Our picks for the episodes you should watch first.

The heist team make their way into the vault.
Apparently this vault isn't so secure.
Netflix

In some ways, Kaleidoscope on Netflix is a traditional heist story. It has all the regular beats: old grudges, team assembly, smaller missions that set up for the big one. But there's one key way Kaleidoscope differs from similar shows you might've seen. You can watch the episodes in any order. 

The series dropped Jan. 1 and made it to the No. 1 TV show on Netflix right now. Without giving too much away, Giancarlo Esposito plays Ray Vernon (aka Leo Pap), the ringleader of a group plotting a multibillion-dollar job while settling an old score. Every episode tells a chunk of the story, focusing on Vernon's motivations, or the planning of the heist, or what unfolds in the aftermath. The segments come in whichever random order Netflix decides to deliver them to you (with the exception of the actual heist serving as the final episode). 

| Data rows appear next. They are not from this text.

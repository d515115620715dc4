use std::convert::Infallible;
use std::future::Future;
use std::pin::Pin;
use std::sync::Arc;
use std::task::{Context, Poll};

use axum::extract::{FromRequestParts, Request};
use axum::http::HeaderMap;
use axum::http::request::Parts;
use axum::response::{IntoResponse, Response};
use tower::{Layer, Service, ServiceExt};
use tripwire_core::auth::{digests_match, hash_token, is_api_key, key_prefix};

use crate::error::AppError;
use crate::state::AppState;

/// Admin caller authenticated by a `tw_sk_` bearer key.
///
/// Resolved once by [`InjectAdminLayer`] so the abuse guard can key its
/// counters on the caller; handlers read it back through the extractor.
#[derive(Debug, Clone)]
pub struct AdminKey {
    /// First eight hex chars of the key, safe to log
    pub key_prefix: String,
}

/// Extract bearer token from Authorization header.
fn extract_bearer_token(headers: &HeaderMap) -> Option<&str> {
    headers
        .get("authorization")?
        .to_str()
        .ok()?
        .strip_prefix("Bearer ")
}

fn authenticate(token: &str, accepted: &[String]) -> Option<AdminKey> {
    if !is_api_key(token) {
        return None;
    }
    let digest = hash_token(token);
    // check every entry so timing does not reveal which one matched
    let matched = accepted
        .iter()
        .fold(false, |found, candidate| digests_match(&digest, candidate) | found);
    matched.then(|| AdminKey {
        key_prefix: key_prefix(token),
    })
}

// --- Tower Layer/Service for admin key injection ---

/// Injects [`AdminKey`] into request extensions when the bearer token is a
/// configured admin key. Requests without one pass through untouched.
#[derive(Clone)]
pub struct InjectAdminLayer {
    accepted: Arc<[String]>,
}

impl InjectAdminLayer {
    pub fn new(accepted: Arc<[String]>) -> Self {
        Self { accepted }
    }
}

impl<S> Layer<S> for InjectAdminLayer {
    type Service = InjectAdminService<S>;

    fn layer(&self, inner: S) -> Self::Service {
        InjectAdminService {
            inner,
            accepted: Arc::clone(&self.accepted),
        }
    }
}

#[derive(Clone)]
pub struct InjectAdminService<S> {
    inner: S,
    accepted: Arc<[String]>,
}

impl<S> Service<Request> for InjectAdminService<S>
where
    S: Service<Request, Response = Response, Error = Infallible> + Clone + Send + 'static,
    S::Future: Send + 'static,
{
    type Response = Response;
    type Error = Infallible;
    type Future = Pin<Box<dyn Future<Output = Result<Response, Infallible>> + Send>>;

    fn poll_ready(&mut self, cx: &mut Context<'_>) -> Poll<Result<(), Self::Error>> {
        self.inner.poll_ready(cx)
    }

    fn call(&mut self, mut req: Request) -> Self::Future {
        let not_ready = self.inner.clone();
        let ready = std::mem::replace(&mut self.inner, not_ready);

        if let Some(admin) =
            extract_bearer_token(req.headers()).and_then(|token| authenticate(token, &self.accepted))
        {
            req.extensions_mut().insert(admin);
        }

        Box::pin(async move { Ok(ready.oneshot(req).await.into_response()) })
    }
}

// --- Extractor (used by handlers) ---

impl FromRequestParts<AppState> for AdminKey {
    type Rejection = AppError;

    async fn from_request_parts(
        parts: &mut Parts,
        state: &AppState,
    ) -> Result<Self, Self::Rejection> {
        // Fast path: injection layer already validated the token
        if let Some(admin) = parts.extensions.get::<AdminKey>() {
            return Ok(admin.clone());
        }

        let token = extract_bearer_token(&parts.headers).ok_or_else(|| AppError::Unauthorized {
            message: "Missing admin credential".to_string(),
            docs_hint: Some(
                "Include 'Authorization: Bearer tw_sk_...' with a configured admin key.".to_string(),
            ),
        })?;

        authenticate(token, &state.admin_key_hashes).ok_or_else(|| {
            tracing::warn!(
                path = %parts.uri.path(),
                key_prefix = %key_prefix(token),
                "admin authorization failed"
            );
            AppError::Unauthorized {
                message: "Invalid admin credential".to_string(),
                docs_hint: Some(
                    "Generate a key with 'tripwire admin create-key' and add its hash to TRIPWIRE_ADMIN_KEY_HASHES."
                        .to_string(),
                ),
            }
        })
    }
}
#[derive(Debug, Deserialize, utoipa::IntoParams)]
pub struct StatsQuery {
    /// Restrict to one category; all known categories when omitted
    #[serde(default)]
    pub category: Option<String>,
    /// hourly | daily | weekly (default hourly)
    #[serde(default)]
    pub period: Option<String>,
}

#[derive(Debug, Deserialize, utoipa::IntoParams)]
pub struct ViolationsQuery {
    pub category: String,
    #[serde(default)]
    pub period: Option<String>,
    #[serde(default)]
    pub limit: Option<i64>,
}

fn period_or_hourly(raw: Option<&str>) -> Result<Period, ValidationError> {
    raw.map(Period::parse).transpose().map(|p| p.unwrap_or(Period::Hourly))
}

fn clamp_limit(limit: Option<i64>) -> usize {
    limit
        .unwrap_or(DEFAULT_HISTORY_LIMIT as i64)
        .clamp(1, MAX_HISTORY_LIMIT as i64) as usize
}

fn normalize_reason(reason: Option<String>) -> Result<Option<String>, ValidationError> {
    let Some(reason) = reason else {
        return Ok(None);
    };
    let trimmed = reason.trim();
    if trimmed.is_empty() {
        return Ok(None);
    }
    if trimmed.chars().count() > MAX_REASON_LEN {
        return Err(ValidationError::new(
            "reason",
            "reason must be at most 500 characters",
        ));
    }
    Ok(Some(trimmed.to_string()))
}

fn block_duration(seconds: Option<i64>) -> Result<Duration, ValidationError> {
    match seconds {
        None => Ok(DEFAULT_BLOCK_DURATION),
        Some(secs) if secs > 0 => Ok(Duration::from_secs(secs as u64)),
        Some(secs) => Err(
            ValidationError::new("duration", "duration must be a positive number of seconds")
                .with_received(serde_json::json!(secs)),
        ),
    }
}

// --- Thresholds ---

/// Current violation thresholds
#[utoipa::path(
    get,
    path = "/v1/admin/abuse/thresholds",
    responses(
        (status = 200, description = "Violation thresholds", body = ViolationThresholds),
        (status = 401, description = "Missing or invalid admin key", body = tripwire_core::error::ApiError)
    ),
    security(("bearer_auth" = [])),
    tag = "admin"
)]
pub async fn get_thresholds(
    _admin: AdminKey,
    State(state): State<AppState>,
) -> Json<ViolationThresholds> {
    Json(state.engine.violation_thresholds())
}

/// Partially update violation thresholds
#[utoipa::path(
    post,
    path = "/v1/admin/abuse/thresholds",
    request_body = ViolationThresholdsUpdate,
    responses(
        (status = 200, description = "Thresholds now in effect", body = ViolationThresholds),
        (status = 400, description = "Non-positive threshold", body = tripwire_core::error::ApiError),
        (status = 401, description = "Missing or invalid admin key", body = tripwire_core::error::ApiError)
    ),
    security(("bearer_auth" = [])),
    tag = "admin"
)]
pub async fn update_thresholds(
    admin: AdminKey,
    State(state): State<AppState>,
    AppJson(update): AppJson<ViolationThresholdsUpdate>,
) -> Result<Json<ViolationThresholds>, AppError> {
    let applied = state.engine.update_violation_thresholds(&update).await?;
    tracing::info!(admin = %admin.key_prefix, "violation thresholds changed via admin API");
    Ok(Json(applied))
}

/// Replace all violation thresholds
#[utoipa::path(
    put,
    path = "/v1/admin/abuse/thresholds",
    request_body = ViolationThresholdsUpdate,
    responses(
        (status = 200, description = "Thresholds now in effect", body = ViolationThresholds),
        (status = 400, description = "Missing or non-positive threshold", body = tripwire_core::error::ApiError),
        (status = 401, description = "Missing or invalid admin key", body = tripwire_core::error::ApiError)
    ),
    security(("bearer_auth" = [])),
    tag = "admin"
)]
pub async fn replace_thresholds(
    admin: AdminKey,
    State(state): State<AppState>,
    AppJson(update): AppJson<ViolationThresholdsUpdate>,
) -> Result<Json<ViolationThresholds>, AppError> {
    for (field, value) in [
        ("hourly", update.hourly),
        ("daily", update.daily),
        ("weekly", update.weekly),
    ] {
        if value.is_none() {
            return Err(AppError::validation(
                field,
                format!("{field} is required when replacing thresholds"),
            ));
        }
    }
    let applied = state.engine.update_violation_thresholds(&update).await?;
    tracing::info!(admin = %admin.key_prefix, "violation thresholds replaced via admin API");
    Ok(Json(applied))
}

/// Current adaptive request budgets
#[utoipa::path(
    get,
    path = "/v1/admin/abuse/adaptive-thresholds",
    responses(
        (status = 200, description = "Adaptive thresholds by pattern and period", body = AdaptiveThresholds),
        (status = 401, description = "Missing or invalid admin key", body = tripwire_core::error::ApiError)
    ),
    security(("bearer_auth" = [])),
    tag = "admin"
)]
pub async fn get_adaptive_thresholds(
    _admin: AdminKey,
    State(state): State<AppState>,
) -> Json<AdaptiveThresholds> {
    Json(state.engine.adaptive_thresholds())
}

/// Rescale adaptive budgets for the current load
#[utoipa::path(
    post,
    path = "/v1/admin/abuse/adaptive-thresholds/rescale",
    request_body = RescaleRequest,
    responses(
        (status = 200, description = "Rescaled table", body = RescaleResponse),
        (status = 400, description = "load_factor outside [0, 1]", body = tripwire_core::error::ApiError),
        (status = 401, description = "Missing or invalid admin key", body = tripwire_core::error::ApiError)
    ),
    security(("bearer_auth" = [])),
    tag = "admin"
)]
pub async fn rescale_adaptive_thresholds(
    _admin: AdminKey,
    State(state): State<AppState>,
    AppJson(req): AppJson<RescaleRequest>,
) -> Result<Json<RescaleResponse>, AppError> {
    let (thresholds, action) = state
        .engine
        .update_adaptive_thresholds(req.load_factor)
        .await?;
    Ok(Json(RescaleResponse { action, thresholds }))
}

// --- Blocks ---

/// Install an identity block or a geo block
#[utoipa::path(
    post,
    path = "/v1/admin/abuse/block",
    request_body = BlockRequest,
    responses(
        (status = 200, description = "Block installed", body = BlockResponse),
        (status = 400, description = "Invalid target or duration", body = tripwire_core::error::ApiError),
        (status = 401, description = "Missing or invalid admin key", body = tripwire_core::error::ApiError),
        (status = 503, description = "Counter store unavailable", body = tripwire_core::error::ApiError)
    ),
    security(("bearer_auth" = [])),
    tag = "admin"
)]
pub async fn create_block(
    admin: AdminKey,
    State(state): State<AppState>,
    AppJson(req): AppJson<BlockRequest>,
) -> Result<Json<BlockResponse>, AppError> {
    let reason = normalize_reason(req.reason)?;
    let duration = block_duration(req.duration)?;

    let (kind, target, blocked_until) = match (req.identity, req.remote_address) {
        (Some(identity), None) => {
            let identity = validate_identity(&identity)?;
            let until = state
                .engine
                .block_identity(&identity, reason.as_deref(), duration)
                .await?;
            (BlockKind::Identity, identity, until)
        }
        (None, Some(remote_address)) => {
            let addr = parse_remote_address(&remote_address)?;
            let until = state
                .engine
                .block_geographic(addr, reason.as_deref(), duration)
                .await?;
            (BlockKind::Geo, addr.to_string(), until)
        }
        _ => {
            return Err(AppError::validation(
                "identity",
                "provide exactly one of identity or remote_address",
            ));
        }
    };

    tracing::info!(admin = %admin.key_prefix, kind = ?kind, target = %target, "block requested via admin API");
    Ok(Json(BlockResponse {
        kind,
        target,
        blocked_until,
    }))
}

/// Lift an identity block (idempotent)
#[utoipa::path(
    post,
    path = "/v1/admin/abuse/identities/{identity}/unblock",
    params(("identity" = String, Path, description = "Identity key, e.g. ip=1.2.3.4,user=anonymous")),
    responses(
        (status = 200, description = "Identity is not blocked", body = UnblockResponse),
        (status = 401, description = "Missing or invalid admin key", body = tripwire_core::error::ApiError),
        (status = 503, description = "Counter store unavailable", body = tripwire_core::error::ApiError)
    ),
    security(("bearer_auth" = [])),
    tag = "admin"
)]
pub async fn unblock_identity(
    _admin: AdminKey,
    State(state): State<AppState>,
    Path(identity): Path<String>,
) -> Result<Json<UnblockResponse>, AppError> {
    let identity = validate_identity(&identity)?;
    let was_blocked = state.engine.unblock(&identity).await?;
    Ok(Json(UnblockResponse {
        identity,
        was_blocked,
    }))
}

/// Identity and geo block state for one subject
#[utoipa::path(
    get,
    path = "/v1/admin/abuse/block-status",
    params(BlockStatusQuery),
    responses(
        (status = 200, description = "Block status in both namespaces", body = BlockStatus),
        (status = 401, description = "Missing or invalid admin key", body = tripwire_core::error::ApiError),
        (status = 503, description = "Counter store unavailable", body = tripwire_core::error::ApiError)
    ),
    security(("bearer_auth" = [])),
    tag = "admin"
)]
pub async fn get_block_status(
    _admin: AdminKey,
    State(state): State<AppState>,
    AppQuery(query): AppQuery<BlockStatusQuery>,
) -> Result<Json<BlockStatus>, AppError> {
    let identity = validate_identity(&query.identity)?;
    let remote_address: Option<IpAddr> = match query.remote_address.as_deref() {
        Some(raw) => Some(parse_remote_address(raw)?),
        None => identity
            .parse::<IdentityKey>()
            .ok()
            .map(|key| key.remote_address),
    };
    let status = state
        .engine
        .block_status(&identity, remote_address)
        .await?;
    Ok(Json(status))
}

/// Active identity blocks
#[utoipa::path(
    get,
    path = "/v1/admin/abuse/blocked",
    responses(
        (status = 200, description = "Blocked identities, soonest expiry first", body = Vec<BlockedIdentity>),
        (status = 401, description = "Missing or invalid admin key", body = tripwire_core::error::ApiError),
        (status = 503, description = "Counter store unavailable", body = tripwire_core::error::ApiError)
    ),
    security(("bearer_auth" = [])),
    tag = "admin"
)]
pub async fn list_blocked(
    _admin: AdminKey,
    State(state): State<AppState>,
) -> Result<Json<Vec<BlockedIdentity>>, AppError> {
    Ok(Json(state.insights.blocked_identities().await?))
}

// --- Queries ---

/// Current cadence classification
#[utoipa::path(
    get,
    path = "/v1/admin/abuse/pattern",
    params(PatternQuery),
    responses(
        (status = 200, description = "Classification result", body = PatternReport),
        (status = 401, description = "Missing or invalid admin key", body = tripwire_core::error::ApiError),
        (status = 503, description = "Counter store unavailable", body = tripwire_core::error::ApiError)
    ),
    security(("bearer_auth" = [])),
    tag = "admin"
)]
pub async fn get_pattern(
    _admin: AdminKey,
    State(state): State<AppState>,
    AppQuery(query): AppQuery<PatternQuery>,
) -> Result<Json<PatternReport>, AppError> {
    let identity = validate_identity(&query.identity)?;
    let category = Category::parse(&query.category)?;
    let pattern = state
        .engine
        .classifier()
        .classify(&identity, category, now_millis())
        .await?;
    Ok(Json(PatternReport {
        identity,
        category,
        pattern,
    }))
}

This isn't the first time Netflix has experimented with nonlinear storytelling. In 2018, Black Mirror: Bandersnatch offered a choose-your-own-adventure take on a film about a computer programmer. The following year, viewers got to make decisions for adventurer Bear Grylls in You vs. Wild.

Kaleidoscope's episodes are named for different colors, no doubt a nod to the series' name, but also a way to easily track what order you're watching and compare with friends. You aren't obligated to watch the way Netflix suggests. Here's what you need to know about how to watch Kaleidoscope. 

And if you've powered through and need some help sorting out what happened, here's the ending explained

Do I need to pick an order?

Not necessarily. If you hit play on the show, you'll see a quick primer on how it works, and then launch straight into the episodes. They can come in any order, with the exception of White, which is the heist itself, and is structured to be the series finale. That said, if you want to pick an order for yourself, you can. 

How do I watch it chronologically?

In the spirit of the show, I'm going to skimp on episode descriptions as not to spoil anything. If you decide to watch Kaleidoscope chronologically, the episode order goes like this, starting with a young Vernon 24 years before the heist: 

  • Violet (24 years before the heist).
  • Green (7 years before).
  • Yellow (6 weeks before).
  • Orange (3 weeks before).
  • Blue (5 days before).
  • White (the heist).
  • Red (the morning after).
  • Pink (6 months after).

If you decide to go this route, however, know that any big finale twists will hit in the White episode. 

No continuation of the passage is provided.